My research approach
Four main points
I’m interdisciplinary. Part sociologist and part STS (science, technology and society), I’ve worked with anthropologists, sociologists, philosophers, engineers, medical practitioners, geographers and animal scientists. The world doesn't fit into disciplines, and it demands an interdisciplinary approach.

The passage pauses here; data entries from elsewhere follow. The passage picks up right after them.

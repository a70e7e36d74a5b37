// crates/toolgate-engine/src/lib.rs
// ============================================================================
// Module: Toolgate Engine Library
// Description: Public API surface for the decision engine.
// Purpose: Expose the evaluator, decision model, and governance client seam.
// Dependencies: crate::{decision, engine, governance_client, request}
// ============================================================================

//! ## Overview
//! The decision engine consumes a full request (bearer JWT, JSON-RPC body)
//! and returns an allow/deny/pending decision plus headers, fed by the
//! in-memory bundle snapshot refreshed from the control plane. All defaults
//! deny.

// ============================================================================
// SECTION: Modules
// ============================================================================

pub mod decision;
pub mod engine;
pub mod governance_client;
pub mod request;

// ============================================================================
// SECTION: Re-Exports
// ============================================================================

pub use decision::Decision;
pub use decision::HEADER_AUTHZ_REASON;
pub use decision::HEADER_BUNDLE_REVISION;
pub use decision::HEADER_GRANTED_SERVICES;
pub use decision::HEADER_MCP_SERVICE;
pub use decision::HEADER_REQUEST_ID;
pub use decision::HEADER_RETRY_AFTER;
pub use decision::HEADER_USER_ID;
pub use engine::DecisionEngine;
pub use governance_client::GovernanceClient;
pub use governance_client::GovernanceClientError;
pub use governance_client::HttpGovernanceClient;
pub use request::CheckRequest;
pub use request::RequestClass;
pub use request::classify;
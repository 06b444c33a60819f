//! Chat Prep - Incremental Message Ingestion and Search
//!
//! A Rust library that ingests an Apple Messages chat.db into a derived,
//! locally-owned prepared store optimized for the queries a playlist-building
//! workflow needs: grouped chat lists, reaction-aware message pages, and
//! multi-criteria search with full-text matching.
//!
//! # Features
//!
//! - Checkpointed, idempotent, resumable ingestion from chat.db
//! - Rich-text blob decoding for messages without plain text
//! - Canonical chat grouping across split conversations
//! - Full-text search with a raw-source fallback
//! - Streaming search with explicit completion sentinels

/// In-memory caches (decode LRU, chat-list TTL slot)
pub mod cache;
/// Canonical chat grouping
pub mod canonical;
/// Configuration management
pub mod config;
/// Rich-text blob decoding
pub mod decoder;
/// Error types
pub mod error;
/// Contact handle canonicalization
pub mod handles;
/// Checkpointed ingestion engine
pub mod ingest;
/// Logging setup and utilities
pub mod logging;
/// Metrics collection
pub mod metrics;
/// Data models and structures
pub mod models;
/// Text normalization, link extraction, content hashing
pub mod normalize;
/// Query layer over the prepared store
pub mod query;
/// Prepared-store schema definitions
pub mod schema;
/// Service facade
pub mod service;
/// Read-only source chat.db access
pub mod source;
/// Prepared-store persistence
pub mod store;
/// Input validation and sanitization
pub mod validation;

// Re-export key components for easier access
pub use error::{ChatPrepError, Result};
pub use ingest::ingest;
pub use models::{ChatSummary, IngestOutcome, MessageView, SearchCriteria, StreamItem};
pub use query::QueryEngine;
pub use service::ChatPrepService;
pub use source::SourceStore;
pub use store::PreparedStore;
//! Query layer over the prepared store
//!
//! Search, filter, and aggregate operations consumed by the external API
//! layer: paged recent messages with reactions attached, the chat list
//! grouped by canonical identity, name search, advanced multi-criteria
//! search, and a streaming variant. When the prepared store's full-text
//! index has nothing usable, content matching falls back to scanning the
//! raw source and decoding blobs on demand: slower, never wrong.

use std::path::PathBuf;
use std::sync::mpsc::{sync_channel, Receiver};
use std::sync::{Arc, Mutex};
use std::time::{Duration, Instant};

use rusqlite::{params_from_iter, Connection, OptionalExtension};
use tracing::{debug, warn};

use crate::cache::LruCache;
use crate::decoder::decode_body;
use crate::error::{ChatPrepError, Result};
use crate::handles::lookup_variants;
use crate::metrics as prep_metrics;
use crate::models::{
    reaction_label, ChatSummary, MessageView, Reaction, SearchCriteria, StreamItem,
};
use crate::schema::{chat_groups, contacts, messages};
use crate::source::SourceStore;
use crate::store::PreparedStore;

/// Wall-clock bound on a streaming search.
pub const STREAM_TIMEOUT: Duration = Duration::from_secs(300);

/// How many recent messages a chat-list entry carries.
const RECENT_PER_CHAT: usize = 5;

/// Decode-cache capacity; the same blob is decoded repeatedly across
/// overlapping fallback queries.
const DECODE_CACHE_CAPACITY: usize = 4096;

/// Query engine bound to one prepared store.
///
/// Constructed once and threaded through calls; there is deliberately no
/// process-wide "current store" state, so multiple stores can coexist in
/// one process (and in tests).
pub struct QueryEngine {
    store: Arc<PreparedStore>,
    decode_cache: Mutex<LruCache<i64, String>>,
}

I assume that the world is materially heterogeneous. It mixes the social, economic, material, human, ‘natural’, and technical. We need rigorous ways of thinking and studying these heterogeneous processes. That’s why I’ve worked with actor-network theory and its successor ‘material-semiotic’ projects.
I assume that the world is discursively heterogeneous. I’m fascinated and horrified by the exclusions of the social. Systems both depend on and Other, the people, collectivities and realities that fail to fit. If there’s an enemy here in addition to injustice then it is hubris. In practice I go looking for gaps, aporias, and subaltern realities and draw on postcolonial sensibilities to imagine alternative knowledge spaces.
I’m concerned with the performativity of method. Methods tend to produce – often in unanticipated and contradictory ways – the worlds they claim to be describing. This is why I’m so excited about the CRESC ‘social life of method’ SLOM theme. This gives a space to debate methods and the social.
Collaborations
Here are some of the people I've recently worked with: Kristin Asdal (Oslo), Geir Afdal (Oslo), Marianne Lien (Oslo), Wen-yuan Lin (Hsinchu, Taiwan), Annemarie Mol (Amsterdam), Ingunn Moser (Oslo), Evelyn Ruppert (Goldsmiths), Mike Savage (LSE), Vicky Singleton (Lancaster) and Karel Williams (CRESC).
Non-coherent method
If the world is non-coherent, then what are the methods we need to know it, to enact it, and to live well in it?
People, technologies and animals
With anthropologists Marianne Lien and Gro Ween (University of Oslo) I have been working ethnographically on salmon farming on a project called ‘Newcomers to the Farm’. How do animals and people interact? How are human beings and animals being remade? Now is 'nature' done? These are our core questions. For more details click here.
Vulnerabilities and disasters
I have worked on foot and mouth disease, and the UK response to the disease outbreak of 2001. More recently I've been thinking with CRESC colleagues about the vulnerabilities of finance. How can such complex and (in the end) ramshackle systems be understood and controlled? These are my key questions.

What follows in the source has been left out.